Article pubs.acs.org/est
Reduction and Reoxidation of Humic Acid: Influence on Speciation of Cadmium and Silver Felix Maurer, Iso Christl,* Martin Hoffmann, and Ruben Kretzschmar Institute of Biogeochemistry and Pollutant Dynamics, ETH Zurich, CHN, 8092 Zurich, Switzerland S Supporting Information *
ABSTRACT: Naturally occurring variations of redox conditions are considered to affect the interactions between trace metals and humic substances in a 2-fold manner. First, additional proton binding sites of humic substances formed under reducing conditions may also act as binding sites for trace metals.

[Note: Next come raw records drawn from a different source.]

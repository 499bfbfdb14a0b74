use pinocchio::program_error::ProgramError;

#[derive(Clone, Copy, Debug, Eq, PartialEq)]
#[cfg_attr(
    any(test, feature = "client"),
    derive(strum_macros::FromRepr, strum_macros::EnumIter)
)]
#[repr(u8)]
pub enum TweetError {
    InvalidInstructionTag,
    InsufficientByteLength,
    InvalidInstructionData,
    InvalidUtf8,
    NotEnoughAccountKeys,
    Unauthorized,
    TopicTooLong,
    ContentTooLong,
    AlreadyInitializedAccount,
    NotOwnedBySystemProgram,
    TweetAccountMustBeSigner,
    IncorrectSystemProgram,
    InvalidAccountDiscriminant,
    MismatchedDataLengths,
}

impl From<TweetError> for ProgramError {
    #[inline(always)]
    fn from(e: TweetError) -> Self {
        ProgramError::Custom(e as u32)
    }
}

impl From<TweetError> for &'static str {
    fn from(value: TweetError) -> Self {
        match value {
            TweetError::InvalidInstructionTag => "Invalid instruction tag",
            TweetError::InsufficientByteLength => "Not enough bytes passed",
            TweetError::InvalidInstructionData => "Invalid instruction data",
            TweetError::InvalidUtf8 => "String data is not valid UTF-8",
            TweetError::NotEnoughAccountKeys => "Not enough account keys passed",
            TweetError::Unauthorized => "The author must sign the transaction",
            TweetError::TopicTooLong => "Topic should be 50 chars long max",
            TweetError::ContentTooLong => "Content should be 280 chars long max",
            TweetError::AlreadyInitializedAccount => "Account is already initialized",
            TweetError::NotOwnedBySystemProgram => "Account is not owned by the system program",
            TweetError::TweetAccountMustBeSigner => "The tweet account must sign the transaction",
            TweetError::IncorrectSystemProgram => "Incorrect system program",
            TweetError::InvalidAccountDiscriminant => "Invalid account discriminant",
            TweetError::MismatchedDataLengths => "Account data length doesn't match its prefixes",
        }
    }
}

#[cfg(not(target_os = "solana"))]
impl core::fmt::Display for TweetError {
    fn fmt(&self, f: &mut core::fmt::Formatter<'_>) -> core::fmt::Result {
        f.write_str((*self).into())
    }
}

#[cfg(all(feature = "std", not(target_os = "solana")))]
impl std::error::Error for TweetError {}

pub type TweetResult = Result<(), TweetError>;

#[cfg(test)]
mod tests {
    extern crate std;

    use strum::IntoEnumIterator;

    use super::TweetError;
    use pinocchio::program_error::ProgramError;

    #[test]
    fn error_codes_round_trip_through_program_error() {
        for variant in TweetError::iter() {
            let ProgramError::Custom(code) = ProgramError::from(variant) else {
                panic!("{variant:?} should convert to a custom program error");
            };
            assert_eq!(TweetError::from_repr(code as u8), Some(variant));
        }
    }

    #[test]
    fn topic_error_message() {
        let msg: &'static str = TweetError::TopicTooLong.into();
        assert_eq!(msg, "Topic should be 50 chars long max");
        assert_eq!(
            std::format!("{}", TweetError::TopicTooLong),
            "Topic should be 50 chars long max"
        );
    }
}
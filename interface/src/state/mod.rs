use pinocchio::pubkey::Pubkey;

pub mod signer;
pub mod transmutable;
pub mod tweet;

pub const U32_SIZE: usize = core::mem::size_of::<u32>();
pub const U64_SIZE: usize = core::mem::size_of::<u64>();
pub const PUBKEY_SIZE: usize = core::mem::size_of::<Pubkey>();

/// The system program's id, `11111111111111111111111111111111`.
pub const SYSTEM_PROGRAM_ID: Pubkey = [0; PUBKEY_SIZE];

pub type LeU32 = [u8; U32_SIZE];
pub type LeI64 = [u8; U64_SIZE];
use pinocchio::{
    account_info::AccountInfo,
    pubkey::Pubkey,
    ProgramResult,
};
use tweet_interface::{
    error::TweetError,
    instructions::InstructionTag,
};

use crate::instructions::*;

pinocchio::program_entrypoint!(process_instruction);
pinocchio::no_allocator!();
pinocchio::nostd_panic_handler!();

#[inline(always)]
pub fn process_instruction(
    _program_id: &Pubkey,
    accounts: &[AccountInfo],
    instruction_data: &[u8],
) -> ProgramResult {
    let [tag, remaining @ ..] = instruction_data else {
        return Err(TweetError::InvalidInstructionTag.into());
    };

    match InstructionTag::try_from(*tag)? {
        InstructionTag::SendTweet => process_send_tweet(accounts, remaining),
    }
}
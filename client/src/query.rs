//! Tweet queries over any [`TweetStore`].
//!
//! Every multi-account query is restricted to accounts owned by the tweet program and carries the
//! account discriminant filter, so non-tweet accounts never show up in results. Results are
//! unordered.

use solana_address::Address;
use tweet_interface::filter::{
    EncodedTopic,
    Memcmp,
};

use crate::{
    error::StoreError,
    store::TweetStore,
    views::TweetAccountView,
    TWEET_PROGRAM_ID,
};

/// Fetches and decodes the tweet stored at `address`.
pub fn fetch_tweet<S: TweetStore + ?Sized>(
    store: &S,
    address: &Address,
) -> Result<TweetAccountView, StoreError> {
    let account = store
        .account(address)?
        .filter(|account| account.owner == TWEET_PROGRAM_ID)
        .ok_or(StoreError::NotFound(*address))?;

    TweetAccountView::try_from(account.data.as_slice()).map_err(|source| {
        StoreError::InvalidAccount {
            address: *address,
            source,
        }
    })
}

/// Fetches every tweet matching all `filters`.
pub fn fetch_tweets<S: TweetStore + ?Sized>(
    store: &S,
    filters: &[Memcmp],
) -> Result<Vec<(Address, TweetAccountView)>, StoreError> {
    let filters = [&[Memcmp::discriminant()][..], filters].concat();

    store
        .program_accounts(&TWEET_PROGRAM_ID, &filters)?
        .into_iter()
        .map(|(address, account)| {
            TweetAccountView::try_from(account.data.as_slice())
                .map(|view| (address, view))
                .map_err(|source| StoreError::InvalidAccount { address, source })
        })
        .collect()
}

pub fn fetch_tweets_by_author<S: TweetStore + ?Sized>(
    store: &S,
    author: &Address,
) -> Result<Vec<(Address, TweetAccountView)>, StoreError> {
    let author = author.to_bytes();
    fetch_tweets(store, &[Memcmp::author(&author)])
}

/// Fetches tweets whose topic is exactly `topic`. No tweet can have a topic longer than the maximum,
/// so such a query returns no tweets.
pub fn fetch_tweets_by_topic<S: TweetStore + ?Sized>(
    store: &S,
    topic: &str,
) -> Result<Vec<(Address, TweetAccountView)>, StoreError> {
    let Ok(topic) = EncodedTopic::new(topic) else {
        return Ok(vec![]);
    };
    fetch_tweets(store, &[Memcmp::topic_exact(&topic)])
}
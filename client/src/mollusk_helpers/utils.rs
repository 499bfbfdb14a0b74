use solana_account::Account;
use solana_address::Address;

use crate::SYSTEM_PROGRAM_ID;

/// Create the data necessary to send to [mollusk_svm::MolluskContext] to mock a funded account.
pub fn create_mock_user_account(address: Address, lamport_balance: u64) -> (Address, Account) {
    (
        address,
        Account {
            lamports: lamport_balance,
            data: vec![],
            owner: SYSTEM_PROGRAM_ID,
            executable: false,
            rent_epoch: 0,
        },
    )
}
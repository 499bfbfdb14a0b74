//! Owned views for decoding tweet account data into ergonomic Rust structs.

use std::fmt::Display;

use colored::Colorize;
use solana_address::Address;
use tweet_interface::{
    error::TweetError,
    state::tweet::TweetRef,
};

use crate::LogColor;

#[derive(Clone, Debug, PartialEq, Eq)]
pub struct TweetAccountView {
    pub author: Address,
    pub timestamp: i64,
    pub topic: String,
    pub content: String,
}

impl TryFrom<&[u8]> for TweetAccountView {
    type Error = TweetError;

    fn try_from(data: &[u8]) -> Result<Self, Self::Error> {
        let tweet = TweetRef::try_from_bytes(data)?;
        Ok(Self {
            author: Address::new_from_array(*tweet.author()),
            timestamp: tweet.timestamp(),
            topic: tweet.topic.to_string(),
            content: tweet.content.to_string(),
        })
    }
}

impl Display for TweetAccountView {
    fn fmt(&self, f: &mut std::fmt::Formatter<'_>) -> std::fmt::Result {
        let topic = match self.topic.as_str() {
            "" => "(no topic)".color(LogColor::FadedGray),
            topic => format!("#{topic}").color(LogColor::Highlight),
        };
        write!(
            f,
            "{} {} {}\n  {}",
            self.author.to_string().color(LogColor::Debug),
            self.timestamp.to_string().color(LogColor::Gray),
            topic,
            self.content
        )
    }
}
use crate::commands::Out;
use crate::error::{ErrorType, IntoResult};
use crate::{Config, Result};
use anyhow::Context;
use std::path::Path;

/// Creates the home directory and:
/// - Creates an initial `config.json` file with default settings
/// - Creates empty `expenses.json`, `income.json` and `categories.json` files in the data dir
///
/// Files that already exist are kept.
///
/// # Arguments
/// - `home` - The directory that will be the root of the home directory, e.g. `$HOME/spendboard`
///
/// # Errors
/// - Returns an error if any file operations fail.
pub async fn init(home: &Path) -> Result<Out<()>> {
    let config = Config::create(home)
        .await
        .context("Unable to create the home directory and configs")
        .pub_result(ErrorType::Config)?;
    Ok(format!(
        "Successfully created the spendboard directory at {} with settings in {}. Add your records \
         to the files in {}",
        config.root().display(),
        config.config_path().display(),
        config.data_dir().display()
    )
    .into())
}
//! These structs provide the CLI interface for the spendboard CLI.

use crate::model::{Amount, DatePreset};
use chrono::NaiveDate;
use clap::{Parser, Subcommand};
use std::convert::Infallible;
use std::fmt::{Display, Formatter};
use std::ops::Deref;
use std::path::{Path, PathBuf};
use std::str::FromStr;
use tracing::error;
use tracing_subscriber::filter::LevelFilter;

/// spendboard: A command-line tool for understanding where your money goes.
///
/// Expenses, income and categories are kept as JSON files in the data directory. spendboard
/// reads them and reports totals, your savings rate, a breakdown of spending by category, monthly
/// averages and recent activity.
///
/// Set SPENDBOARD_IN_TEST_MODE to any non-empty value to run against built-in demo data instead.
#[derive(Debug, Parser, Clone)]
pub struct Args {
    #[clap(flatten)]
    common: Common,

    #[command(subcommand)]
    command: Command,
}

impl Args {
    pub fn new(common: Common, command: Command) -> Self {
        Self { common, command }
    }

    pub fn common(&self) -> &Common {
        &self.common
    }

    pub fn command(&self) -> &Command {
        &self.command
    }
}

#[derive(Subcommand, Debug, Clone)]
pub enum Command {
    /// Create the home directory, the configuration file and empty data files.
    ///
    /// This is the first command you should run. Existing files are left alone, so it is safe to
    /// run it again.
    Init,
    /// Show the dashboard: this month's totals and savings rate, averages over the year, spending
    /// by category, a three month trend and the latest activity.
    Dashboard(DashboardArgs),
    /// Break spending down by category for one date window.
    Breakdown(BreakdownArgs),
    /// Show income, expenses and balance for each month of a year.
    Report(ReportArgs),
}

/// Arguments common to all subcommands.
#[derive(Debug, Parser, Clone)]
pub struct Common {
    /// The logging verbosity. One of, from least to most verbose:
    /// off, error, warn, info, debug, trace
    ///
    /// This can be overridden by RUST_LOG.
    #[arg(long, default_value_t = LevelFilter::INFO)]
    log_level: LevelFilter,

    /// The directory where spendboard data and configuration is held. Defaults to ~/spendboard
    #[arg(long, env = "SPENDBOARD_HOME", default_value_t = default_home())]
    home: DisplayPath,

    /// Write the command's structured output to stdout as JSON.
    #[arg(long)]
    json: bool,
}

impl Common {
    pub fn new(log_level: LevelFilter, home: PathBuf, json: bool) -> Self {
        Self {
            log_level,
            home: home.into(),
            json,
        }
    }

    pub fn log_level(&self) -> LevelFilter {
        self.log_level
    }

    pub fn home(&self) -> &DisplayPath {
        &self.home
    }

    pub fn json(&self) -> bool {
        self.json
    }
}

/// (Not shown): Args for the `spendboard dashboard` command.
#[derive(Debug, Default, Parser, Clone)]
pub struct DashboardArgs {
    /// Compute the dashboard as if today were this date (YYYY-MM-DD). Defaults to today.
    #[arg(long)]
    as_of: Option<NaiveDate>,
}

impl DashboardArgs {
    pub fn new(as_of: Option<NaiveDate>) -> Self {
        Self { as_of }
    }

    pub fn as_of(&self) -> Option<NaiveDate> {
        self.as_of
    }
}

/// (Not shown): Args for the `spendboard breakdown` command.
#[derive(Debug, Default, Parser, Clone)]
pub struct BreakdownArgs {
    /// A named date window. Defaults to this-month when neither --preset nor --from/--to is given.
    #[arg(long, value_enum, conflicts_with_all = ["from", "to"])]
    preset: Option<DatePreset>,

    /// The first day of a custom date window (YYYY-MM-DD), inclusive.
    #[arg(long, requires = "to")]
    from: Option<NaiveDate>,

    /// The last day of a custom date window (YYYY-MM-DD), inclusive.
    #[arg(long, requires = "from")]
    to: Option<NaiveDate>,

    /// Only include expenses in this category id.
    #[arg(long)]
    category: Option<String>,

    /// Only include expenses of at least this amount.
    #[arg(long)]
    min: Option<Amount>,

    /// Only include expenses of at most this amount.
    #[arg(long)]
    max: Option<Amount>,

    /// Only include expenses whose description contains this text, ignoring case.
    #[arg(long)]
    description: Option<String>,

    /// How many top categories to show. Defaults to the top_categories_limit in config.json.
    #[arg(long)]
    limit: Option<usize>,
}

impl BreakdownArgs {
    pub fn preset(&self) -> Option<DatePreset> {
        self.preset
    }

    pub fn set_preset(mut self, preset: DatePreset) -> Self {
        self.preset = Some(preset);
        self
    }

    pub fn from(&self) -> Option<NaiveDate> {
        self.from
    }

    pub fn to(&self) -> Option<NaiveDate> {
        self.to
    }

    pub fn set_range(mut self, from: NaiveDate, to: NaiveDate) -> Self {
        self.from = Some(from);
        self.to = Some(to);
        self
    }

    pub fn category(&self) -> Option<&str> {
        self.category.as_deref()
    }

    pub fn set_category(mut self, category: impl Into<String>) -> Self {
        self.category = Some(category.into());
        self
    }

    pub fn min(&self) -> Option<Amount> {
        self.min
    }

    pub fn max(&self) -> Option<Amount> {
        self.max
    }

    pub fn set_amounts(mut self, min: Option<Amount>, max: Option<Amount>) -> Self {
        self.min = min;
        self.max = max;
        self
    }

    pub fn description(&self) -> Option<&str> {
        self.description.as_deref()
    }

    pub fn set_description(mut self, description: impl Into<String>) -> Self {
        self.description = Some(description.into());
        self
    }

    pub fn limit(&self) -> Option<usize> {
        self.limit
    }

    pub fn set_limit(mut self, limit: usize) -> Self {
        self.limit = Some(limit);
        self
    }
}

/// (Not shown): Args for the `spendboard report` command.
#[derive(Debug, Default, Parser, Clone)]
pub struct ReportArgs {
    /// The year to report on. Defaults to the current year.
    #[arg(long)]
    year: Option<i32>,
}

impl ReportArgs {
    pub fn new(year: Option<i32>) -> Self {
        Self { year }
    }

    pub fn year(&self) -> Option<i32> {
        self.year
    }
}

fn default_home() -> DisplayPath {
    DisplayPath(match dirs::home_dir() {
        Some(home) => home.join("spendboard"),
        None => {
            error!(
                "There was an error when trying to get your home directory. You can get around \
                this by providing --home or SPENDBOARD_HOME instead of relying on the default \
                spendboard home directory. If you continue using the program right now, you may \
                have problems!",
            );
            PathBuf::from("spendboard")
        }
    })
}

#[derive(Debug, Default, Clone, Eq, PartialEq, Ord, PartialOrd, Hash)]
pub struct DisplayPath(PathBuf);

impl From<PathBuf> for DisplayPath {
    fn from(value: PathBuf) -> Self {
        DisplayPath(value)
    }
}

impl Deref for DisplayPath {
    type Target = Path;

    fn deref(&self) -> &Self::Target {
        &self.0
    }
}

impl AsRef<Path> for DisplayPath {
    fn as_ref(&self) -> &Path {
        &self.0
    }
}

impl Display for DisplayPath {
    fn fmt(&self, f: &mut Formatter<'_>) -> std::fmt::Result {
        write!(f, "{}", self.0.to_string_lossy())
    }
}

impl FromStr for DisplayPath {
    type Err = Infallible;

    fn from_str(s: &str) -> Result<Self, Self::Err> {
        Ok(Self(PathBuf::from(s)))
    }
}

impl DisplayPath {
    pub fn path(&self) -> &Path {
        &self.0
    }
}

#[cfg(test)]
mod tests {
    use super::*;
    use crate::test::date;

    #[test]
    fn test_parse_breakdown() {
        let args = Args::try_parse_from([
            "spendboard",
            "--home",
            "/tmp/sb",
            "breakdown",
            "--from",
            "2026-01-01",
            "--to",
            "2026-01-31",
            "--min",
            "$1,000",
            "--category",
            "food",
        ])
        .unwrap();
        assert_eq!(args.common().home().path(), Path::new("/tmp/sb"));
        let Command::Breakdown(breakdown) = args.command() else {
            panic!("expected breakdown, got {:?}", args.command());
        };
        assert_eq!(breakdown.from(), Some(date(2026, 1, 1)));
        assert_eq!(breakdown.to(), Some(date(2026, 1, 31)));
        assert_eq!(breakdown.min(), Some(Amount::from(1000)));
        assert_eq!(breakdown.category(), Some("food"));
        assert_eq!(breakdown.preset(), None);
    }

    #[test]
    fn test_preset_conflicts_with_range() {
        let result = Args::try_parse_from([
            "spendboard",
            "breakdown",
            "--preset",
            "last-month",
            "--from",
            "2026-01-01",
            "--to",
            "2026-01-31",
        ]);
        assert!(result.is_err());
    }

    #[test]
    fn test_from_requires_to() {
        let result = Args::try_parse_from(["spendboard", "breakdown", "--from", "2026-01-01"]);
        assert!(result.is_err());
    }

    #[test]
    fn test_parse_common_flags() {
        let args =
            Args::try_parse_from(["spendboard", "--log-level", "debug", "--json", "report"])
                .unwrap();
        assert_eq!(args.common().log_level(), LevelFilter::DEBUG);
        assert!(args.common().json());
        assert!(matches!(args.command(), Command::Report(r) if r.year().is_none()));
    }

    #[test]
    fn test_bad_date_is_rejected() {
        let result = Args::try_parse_from(["spendboard", "dashboard", "--as-of", "yesterday"]);
        assert!(result.is_err());
    }
}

Second, reduced humic substances may transfer electrons to redox-active trace metals. In this study, we investigated the influence of electrochemical reduction of a purified soil humic acid on the binding of two chalcophile metal cations of environmental concern, Cd2+ and Ag+, with metal titrations conducted under monitored redox conditions. The binding of cadmium to reduced humic acid was slightly enhanced compared to humic acid reoxidized by O2 and quantitatively in excellent agreement with the increase in binding sites formed upon reduction. Competitive experiments with calcium indicated that sulfur-containing sites played a minor role in cadmium binding, although sulfur K-edge XANES revealed that 36% of humic sulfur was in a reduced oxidation state. In all experiments with silver, the formation of Ag(0) was detected with transmission electron microscopy. Free Ag+ activities under reducing conditions were controlled by Ag(0) formation rather than by binding to humic acid.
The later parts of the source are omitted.